- _Listed records_
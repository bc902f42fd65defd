use std::collections::HashSet;

use serde_json::json;
use tracing::info;

use faena_core::{merge_patch, now_rfc3339, ListResult, PageParams, ServiceError};
use faena_sql::{SQLError, SQLExec, Value};

use crate::model::{NuevaTropa, Tropa, TropaDetalle, TropaFilters};
use super::catalog::{check_categoria, check_titular};
use super::{
    clean, col_cantidad, col_i64, col_opt_str, col_str, count_of, parse_fecha, storage,
    FaenaService,
};

/// Fields a header patch may not touch.
const IMMUTABLE_FIELDS: &[&str] = &["id", "detalles", "createdAt", "updatedAt"];

impl FaenaService {
    /// Register a herd with its declared head counts.
    pub fn create_tropa(&self, input: NuevaTropa) -> Result<Tropa, ServiceError> {
        let numero = input.numero.trim().to_string();
        if numero.is_empty() {
            return Err(ServiceError::Validation("numero must not be empty".into()));
        }
        let fecha = parse_fecha(&input.fecha)?;

        let mut pares = HashSet::new();
        for (i, d) in input.detalles.iter().enumerate() {
            if d.cantidad < 0 {
                return Err(ServiceError::Validation(format!(
                    "detalles[{i}]: cantidad must be >= 0, got {}",
                    d.cantidad
                )));
            }
            if !pares.insert((d.especie_id, d.categoria_id)) {
                return Err(ServiceError::Validation(format!(
                    "detalles[{i}]: especie {} / categoria {} declared twice",
                    d.especie_id, d.categoria_id
                )));
            }
        }

        let now = now_rfc3339();
        let tropa = self.in_tx(|tx| {
            check_titular(tx, input.titular_faena_id)?;
            for d in &input.detalles {
                check_categoria(tx, d.especie_id, d.categoria_id)?;
            }
            if numero_taken(tx, &numero, None)? {
                return Err(ServiceError::Conflict(format!("tropa '{numero}' already exists")));
            }

            let rows = tx
                .query(
                    "INSERT INTO tropas (numero, emisor, localidad, dte, guia_policial, fecha, \
                     titular_faena_id, created_at, updated_at) \
                     VALUES (?1, ?2, ?3, ?4, ?5, ?6, ?7, ?8, ?8) RETURNING id",
                    &[
                        numero.as_str().into(),
                        clean(input.emisor.clone()).into(),
                        clean(input.localidad.clone()).into(),
                        clean(input.dte.clone()).into(),
                        clean(input.guia_policial.clone()).into(),
                        fecha.as_str().into(),
                        input.titular_faena_id.into(),
                        now.as_str().into(),
                    ],
                )
                .map_err(|e| conflict_or_storage(e, &numero))?;
            let id = rows
                .first()
                .map(|r| col_i64(r, "id"))
                .transpose()?
                .ok_or_else(|| ServiceError::Internal("insert returned no id".into()))?;

            for d in &input.detalles {
                tx.exec(
                    "INSERT INTO tropa_detalles (tropa_id, especie_id, categoria_id, cantidad) \
                     VALUES (?1, ?2, ?3, ?4)",
                    &[id.into(), d.especie_id.into(), d.categoria_id.into(), d.cantidad.into()],
                )
                .map_err(storage)?;
            }

            load_tropa(tx, id)?
                .ok_or_else(|| ServiceError::Internal(format!("tropa {id} vanished after insert")))
        })?;

        info!(id = tropa.id, numero = %tropa.numero, detalles = tropa.detalles.len(), "tropa created");
        Ok(tropa)
    }

    pub fn get_tropa(&self, id: i64) -> Result<Tropa, ServiceError> {
        load_tropa(self.sql.as_ref(), id)?
            .ok_or_else(|| ServiceError::NotFound(format!("tropa {id} not found")))
    }

    /// Herds newest first, optionally filtered by licence holder or by a
    /// fragment of the herd number.
    pub fn list_tropas(
        &self,
        page: &PageParams,
        filters: &TropaFilters,
    ) -> Result<ListResult<Tropa>, ServiceError> {
        let offset = page.offset()?;
        let mut clauses: Vec<&str> = Vec::new();
        let mut params: Vec<Value> = Vec::new();
        if let Some(titular) = filters.titular_faena_id {
            params.push(titular.into());
            clauses.push("titular_faena_id = ?");
        }
        if let Some(numero) = filters.numero.as_deref().map(str::trim).filter(|n| !n.is_empty()) {
            params.push(like_fragment(numero).into());
            clauses.push("numero LIKE '%' || ? || '%' ESCAPE '\\'");
        }
        let where_sql = if clauses.is_empty() {
            String::new()
        } else {
            format!(" WHERE {}", clauses.join(" AND "))
        };

        let db = self.sql.as_ref();
        let total = count_of(
            &db.query(&format!("SELECT COUNT(*) AS cnt FROM tropas{where_sql}"), &params)
                .map_err(storage)?,
        );

        let mut page_params = params.clone();
        page_params.push((page.limit as i64).into());
        page_params.push(offset.into());
        let rows = db
            .query(
                &format!(
                    "SELECT {HEADER_COLUMNS} FROM tropas{where_sql} \
                     ORDER BY fecha DESC, id DESC LIMIT ? OFFSET ?"
                ),
                &page_params,
            )
            .map_err(storage)?;

        let mut items = Vec::with_capacity(rows.len());
        for row in &rows {
            let mut tropa = tropa_from_row(row)?;
            tropa.detalles = load_detalles(db, tropa.id)?;
            items.push(tropa);
        }
        Ok(ListResult { items, total })
    }

    /// Apply a JSON merge patch to the herd header.
    pub fn update_tropa(&self, id: i64, patch: serde_json::Value) -> Result<Tropa, ServiceError> {
        let mut patch = patch;
        let Some(obj) = patch.as_object_mut() else {
            return Err(ServiceError::Validation("patch must be a JSON object".into()));
        };
        for field in IMMUTABLE_FIELDS {
            obj.remove(*field);
        }

        let tropa = self.in_tx(|tx| {
            let current = load_tropa(tx, id)?
                .ok_or_else(|| ServiceError::NotFound(format!("tropa {id} not found")))?;

            let mut merged = serde_json::to_value(&current)
                .map_err(|e| ServiceError::Internal(format!("serialize tropa: {e}")))?;
            merge_patch(&mut merged, &patch);
            let updated: Tropa = serde_json::from_value(merged)
                .map_err(|e| ServiceError::Validation(format!("invalid patch: {e}")))?;

            let numero = updated.numero.trim().to_string();
            if numero.is_empty() {
                return Err(ServiceError::Validation("numero must not be empty".into()));
            }
            let fecha = parse_fecha(&updated.fecha)?;
            if updated.titular_faena_id != current.titular_faena_id {
                check_titular(tx, updated.titular_faena_id)?;
            }
            if numero_taken(tx, &numero, Some(id))? {
                return Err(ServiceError::Conflict(format!("tropa '{numero}' already exists")));
            }

            tx.exec(
                "UPDATE tropas SET numero = ?1, emisor = ?2, localidad = ?3, dte = ?4, \
                 guia_policial = ?5, fecha = ?6, titular_faena_id = ?7, updated_at = ?8 \
                 WHERE id = ?9",
                &[
                    numero.as_str().into(),
                    clean(updated.emisor).into(),
                    clean(updated.localidad).into(),
                    clean(updated.dte).into(),
                    clean(updated.guia_policial).into(),
                    fecha.into(),
                    updated.titular_faena_id.into(),
                    now_rfc3339().into(),
                    id.into(),
                ],
            )
            .map_err(|e| conflict_or_storage(e, &numero))?;

            load_tropa(tx, id)?.ok_or_else(|| ServiceError::Internal(format!("tropa {id} vanished")))
        })?;

        info!(id, "tropa updated");
        Ok(tropa)
    }

    /// Change the declared quantity of one detail row. The new quantity may
    /// not fall below what has already been slaughtered from that row.
    pub fn update_tropa_detalle(
        &self,
        tropa_id: i64,
        detalle_id: i64,
        cantidad: i64,
    ) -> Result<Tropa, ServiceError> {
        if cantidad < 0 {
            return Err(ServiceError::Validation(format!(
                "cantidad must be >= 0, got {cantidad}"
            )));
        }

        let tropa = self.in_tx(|tx| {
            let rows = tx
                .query(
                    "SELECT td.cantidad, \
                            (SELECT COALESCE(SUM(fd.cantidad), 0) FROM faena_detalles fd \
                              WHERE fd.tropa_detalle_id = td.id) AS faenado \
                     FROM tropa_detalles td WHERE td.id = ?1 AND td.tropa_id = ?2",
                    &[detalle_id.into(), tropa_id.into()],
                )
                .map_err(storage)?;
            let row = rows.first().ok_or_else(|| {
                ServiceError::NotFound(format!("detalle {detalle_id} of tropa {tropa_id} not found"))
            })?;
            let faenado = col_cantidad(row, "faenado")?;
            if (cantidad as u64) < faenado {
                return Err(ServiceError::QuantityExceeded {
                    message: format!(
                        "detalle {detalle_id}: {faenado} head already slaughtered, cannot declare {cantidad}"
                    ),
                    details: json!({
                        "tropaDetalleId": detalle_id,
                        "requested": cantidad,
                        "slaughtered": faenado,
                    }),
                });
            }

            tx.exec(
                "UPDATE tropa_detalles SET cantidad = ?1 WHERE id = ?2",
                &[cantidad.into(), detalle_id.into()],
            )
            .map_err(storage)?;
            tx.exec(
                "UPDATE tropas SET updated_at = ?1 WHERE id = ?2",
                &[now_rfc3339().into(), tropa_id.into()],
            )
            .map_err(storage)?;

            load_tropa(tx, tropa_id)?
                .ok_or_else(|| ServiceError::Internal(format!("tropa {tropa_id} vanished")))
        })?;

        info!(tropa_id, detalle_id, cantidad, "declared quantity updated");
        Ok(tropa)
    }
}

// ── Loaders ──

const HEADER_COLUMNS: &str = "id, numero, emisor, localidad, dte, guia_policial, fecha, \
                              titular_faena_id, created_at, updated_at";

pub(crate) fn load_tropa<E: SQLExec + ?Sized>(db: &E, id: i64) -> Result<Option<Tropa>, ServiceError> {
    let rows = db
        .query(&format!("SELECT {HEADER_COLUMNS} FROM tropas WHERE id = ?1"), &[id.into()])
        .map_err(storage)?;
    let Some(row) = rows.first() else {
        return Ok(None);
    };
    let mut tropa = tropa_from_row(row)?;
    tropa.detalles = load_detalles(db, id)?;
    Ok(Some(tropa))
}

/// Declared rows of a herd, in declaration order.
pub(crate) fn load_detalles<E: SQLExec + ?Sized>(
    db: &E,
    tropa_id: i64,
) -> Result<Vec<TropaDetalle>, ServiceError> {
    let rows = db
        .query(
            "SELECT td.id, td.tropa_id, td.especie_id, e.nombre AS especie, \
                    td.categoria_id, c.nombre AS categoria, td.cantidad \
             FROM tropa_detalles td \
             JOIN especies e ON e.id = td.especie_id \
             JOIN categorias_especie c ON c.id = td.categoria_id \
             WHERE td.tropa_id = ?1 ORDER BY td.id",
            &[tropa_id.into()],
        )
        .map_err(storage)?;
    rows.iter()
        .map(|r| {
            Ok(TropaDetalle {
                id: col_i64(r, "id")?,
                tropa_id: col_i64(r, "tropa_id")?,
                especie_id: col_i64(r, "especie_id")?,
                especie: col_str(r, "especie")?,
                categoria_id: col_i64(r, "categoria_id")?,
                categoria: col_str(r, "categoria")?,
                cantidad: col_cantidad(r, "cantidad")?,
            })
        })
        .collect()
}

fn tropa_from_row(row: &faena_sql::Row) -> Result<Tropa, ServiceError> {
    Ok(Tropa {
        id: col_i64(row, "id")?,
        numero: col_str(row, "numero")?,
        emisor: col_opt_str(row, "emisor"),
        localidad: col_opt_str(row, "localidad"),
        dte: col_opt_str(row, "dte"),
        guia_policial: col_opt_str(row, "guia_policial"),
        fecha: col_str(row, "fecha")?,
        titular_faena_id: col_i64(row, "titular_faena_id")?,
        detalles: Vec::new(),
        created_at: col_str(row, "created_at")?,
        updated_at: col_str(row, "updated_at")?,
    })
}

fn numero_taken<E: SQLExec + ?Sized>(
    db: &E,
    numero: &str,
    except: Option<i64>,
) -> Result<bool, ServiceError> {
    super::exists(
        db,
        "SELECT 1 FROM tropas WHERE numero = ?1 AND id != ?2",
        &[numero.into(), except.unwrap_or(0).into()],
    )
}

/// Escape LIKE wildcards so a numero fragment matches literally.
fn like_fragment(fragment: &str) -> String {
    let mut out = String::with_capacity(fragment.len());
    for c in fragment.chars() {
        if matches!(c, '\\' | '%' | '_') {
            out.push('\\');
        }
        out.push(c);
    }
    out
}

fn conflict_or_storage(e: SQLError, numero: &str) -> ServiceError {
    if e.is_unique_violation() {
        ServiceError::Conflict(format!("tropa '{numero}' already exists"))
    } else {
        storage(e)
    }
}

- _Problem statement_
Say how many lines of the material above include the word "merged", giving the number alone.

- _Response to the exercise_
3